As study leave for my School Certificate exams began in October, my panic about passing broke out in strange ways. Too little work and more outings than necessary. Hysterics over a flamboyant Indian dress I bought and then hated. A fierce cold that forced me to apply for a sickness appeal on my science paper. By Paul's 21st birthday in November, he was seeing another, older girl, and I punished myself by lurking at his birthday party until 1am on the morning of my art history exam. Still I wrote, ‘God I want him'.

On a Sunday when the temperature hit 31 degrees, my fury at my mother boiled over. I wanted her to stay home in solidarity with me as I prepared for my final exam in Latin, but she announced she was going out to lunch with Mike. I never resented her absence when she was at work, but I collapsed in tears over this crucial test of her loyalty. ‘I feel so bloody selfish, but so confused. Mum upset too.' My misery did not change her mind and on her way out she left me at my aunt and uncle's place, where I wept over my Latin books all afternoon.

At the end of the school year, I was one of four girls
who received a form prize for good work, and then I was free to go to the beach with friends, and photography classes with my aunt. There were concerts and parties and a boy who ‘I talked to for ages; he shows great intuition and is easy to talk to and I really like him'. But the disappointment was fleeting when I found out he had kissed my friend. I started my first holiday job at a shop that supplied handmade luxuries to society matrons, and within days a cocky young New Zealander called James came in selling scarves and asked me out to lunch. We went to a floating restaurant on the harbour and, to the amusement of the shop ladies, I returned to work with pink cheeks and a red rose. That summer I lay in a hammock kissing James and smoking cigarettes to a soundtrack of David Bowie and Elton John.
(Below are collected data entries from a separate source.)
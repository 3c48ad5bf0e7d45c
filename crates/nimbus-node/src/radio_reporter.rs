// Copyright 2025 Neuraville Inc.
// SPDX-License-Identifier: Apache-2.0

//! LoRa reporting
//!
//! One report per cycle: raise the radio reset line, let it settle,
//! initialise and configure the transceiver, send the four-byte payload,
//! poll for the transmit acknowledgement for a bounded time, then drop the
//! reset line again. The radio is configured from scratch every time since
//! it loses state while held in reset.

use nimbus_hal::{GpioProvider, LoraRadio, RadioStatus, TimeProvider, TxParams};
use tracing::{debug, info, warn};

use crate::error::RadioError;

/// Bytes on the air per report
pub const PAYLOAD_LEN: usize = 4;

/// Report payload: ASCII class digit followed by a fixed three-byte suffix
///
/// # Example
/// ```
/// use nimbus_node::RadioPayload;
///
/// assert_eq!(RadioPayload::new(3, *b"ING").as_bytes(), b"3ING");
/// ```
#[derive(Debug, Clone, Copy, PartialEq, Eq)]
pub struct RadioPayload([u8; PAYLOAD_LEN]);

impl RadioPayload {
    pub fn new(class_index: usize, suffix: [u8; 3]) -> Self {
        let digit = b'0'.wrapping_add(class_index as u8);
        Self([digit, suffix[0], suffix[1], suffix[2]])
    }

    pub fn as_bytes(&self) -> &[u8; PAYLOAD_LEN] {
        &self.0
    }
}

/// Timing around one transmission
#[derive(Debug, Clone, Copy, PartialEq, Eq)]
pub struct RadioTiming {
    /// Wait after raising the reset line
    pub reset_settle_ms: u32,
    /// Passed to the driver's send; 0 lets the driver pick
    pub tx_timeout_ms: u32,
    /// Longest wait for TX-done before moving on
    pub max_ack_delay_ms: u32,
}

/// How a send ended
#[derive(Debug, Clone, Copy, PartialEq, Eq)]
pub enum TxOutcome {
    /// The radio reported TX-done after `waited_ms`
    Acknowledged { status: RadioStatus, waited_ms: u32 },
    /// No TX-done within the ack window, or the chip reported a TX timeout;
    /// the last status read is kept
    Unacknowledged { status: Option<RadioStatus> },
}

/// LoRa transceiver and the GPIO line that holds it in reset
pub struct RadioReporter<R: LoraRadio, P> {
    radio: R,
    reset_pin: P,
    params: TxParams,
    timing: RadioTiming,
}

impl<R: LoraRadio, P: Copy> RadioReporter<R, P> {
    pub fn new(radio: R, reset_pin: P, params: TxParams, timing: RadioTiming) -> Self {
        Self {
            radio,
            reset_pin,
            params,
            timing,
        }
    }

    pub fn params(&self) -> &TxParams {
        &self.params
    }

    /// Release the radio from reset and wait for it to settle
    pub fn reset<G, T>(&mut self, gpio: &mut G, time: &T) -> Result<(), RadioError>
    where
        G: GpioProvider<Pin = P>,
        T: TimeProvider,
    {
        gpio.set_high(self.reset_pin)
            .map_err(|e| RadioError::ResetLine(Box::new(e)))?;
        time.delay_ms(self.timing.reset_settle_ms);
        Ok(())
    }

    /// Initialise the transceiver and apply the transmit parameters
    pub fn configure(&mut self) -> Result<(), RadioError> {
        self.radio.init().map_err(driver)?;
        self.radio.set_tx(&self.params).map_err(driver)?;
        Ok(())
    }

    /// Send `payload` and poll for TX-done, at most `max_ack_delay_ms`.
    /// A TX-timeout status ends the wait early.
    pub fn send<T: TimeProvider>(
        &mut self,
        payload: &RadioPayload,
        time: &T,
    ) -> Result<TxOutcome, RadioError> {
        self.radio
            .send_payload(payload.as_bytes(), self.timing.tx_timeout_ms)
            .map_err(driver)?;

        let mut last = None;
        for waited_ms in 0..=self.timing.max_ack_delay_ms {
            if !self.radio.is_busy() {
                let status = self.radio.status().map_err(driver)?;
                if status.tx_done {
                    return Ok(TxOutcome::Acknowledged { status, waited_ms });
                }
                if status.tx_timeout {
                    return Ok(TxOutcome::Unacknowledged { status: Some(status) });
                }
                last = Some(status);
            }
            if waited_ms < self.timing.max_ack_delay_ms {
                time.delay_ms(1);
            }
        }
        Ok(TxOutcome::Unacknowledged { status: last })
    }

    /// Put the radio back into reset
    pub fn release<G>(&mut self, gpio: &mut G) -> Result<(), RadioError>
    where
        G: GpioProvider<Pin = P>,
    {
        gpio.set_low(self.reset_pin)
            .map_err(|e| RadioError::ResetLine(Box::new(e)))
    }

    /// Full report sequence. The reset line is always dropped afterwards,
    /// whatever happened in between.
    pub fn report<G, T>(
        &mut self,
        gpio: &mut G,
        time: &T,
        payload: &RadioPayload,
    ) -> Result<TxOutcome, RadioError>
    where
        G: GpioProvider<Pin = P>,
        T: TimeProvider,
    {
        let outcome = self
            .reset(gpio, time)
            .and_then(|()| self.configure())
            .and_then(|()| self.send(payload, time));

        match &outcome {
            Ok(TxOutcome::Acknowledged { status, waited_ms }) => {
                info!(
                    target: "nimbus-node",
                    "sent {:?} (status 0x{:02X}, ack after {} ms)",
                    String::from_utf8_lossy(payload.as_bytes()),
                    status.raw,
                    waited_ms
                );
            }
            Ok(TxOutcome::Unacknowledged { status }) => {
                warn!(
                    target: "nimbus-node",
                    "no TX-done within {} ms (last status {:?}), continuing",
                    self.timing.max_ack_delay_ms,
                    status.map(|s| s.raw)
                );
            }
            Err(e) => debug!(target: "nimbus-node", "report aborted: {}", e),
        }

        let released = self.release(gpio);
        let outcome = outcome?;
        released?;
        Ok(outcome)
    }
}

fn driver<E>(err: E) -> RadioError
where
    E: std::error::Error + Send + Sync + 'static,
{
    RadioError::Driver(Box::new(err))
}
Paul was at our family Christmas lunch – ‘he drives me wild! Oh God!' – but he was still dating another girl and I was on my own. New Year's Eve was a joyful impromptu party at home with my friend Virginia and three boys we invited to join us for cheap bottles of Cold Duck and innocent banter. Mum had been out at a party too. As 1974 dawned, she tiptoed through the front gate carrying her shoes while Virginia and I slipped out to twirl blissfully through the honeysuckle-scented streets and imagine the future.

I remember my last two years at school in snapshots of
unfurling maturity. At school, I continued my anxious but steady academic progress, became a prefect, head of my house, and editor of the school magazine, pronouncing on the need for education to adapt to girls' expanding potential.

At home, Mike moved in and I spent more time away. His relationship with Mum had become a volatile blend of passion, arguments and jealousy, fuelled by his sexual wanderings and her insecurity. She did not tell me until many years later that she was jealous of me too. I had no sexual interest in Mike and he showed no interest in me but poor Mum, still vibrantly lovely in her forties, felt vulnerable against a temptress in a khaki school uniform.

Although I went out with other boys, none of them challenged my love for Paul, and gradually he returned to me. Our feelings steadied and deepened, and while I remained tentative about sex, Paul urged me forward. One afternoon, as he dropped me at home, he leaned out the window of his Volkswagen Beetle and teased me with his smile. ‘Go on,' he coaxed and revved the rattling engine up the street. I knew I had to talk to Mum about contraception.

Time alone with her was scarce now that Mike was living with us. Watching television with them one night, I wrote a note on a square of paper and slid it into her hand: ‘Dear Mum, I would like to go on the Pill because 1) it would help my skin, 2) it would regulate my periods,
3) for contraception.' The last point was in smaller writing than the others, but Mum got the message and laughed. Before long she took me to our family doctor, a pleasant, conservative man who explained that the additional hormones could harm my still-developing body. Mum was grateful, I suppose. But I pushed on and Paul's sister-in-law gave me the name of a woman doctor who prescribed the Pill without questions.

We had sex for the first time in Paul's double bed in his mother's house. To my mortification, next morning we found she had whisked away the blood-stained sheets in gracious silence. I was 16 and nine months, and part of me wished I had waited another three months, because 17 sounded less impatient. Clearly, though, neither of us was a wild child and we were blessed with broad-minded mothers who preferred to have us sleeping together at home rather than who knows where.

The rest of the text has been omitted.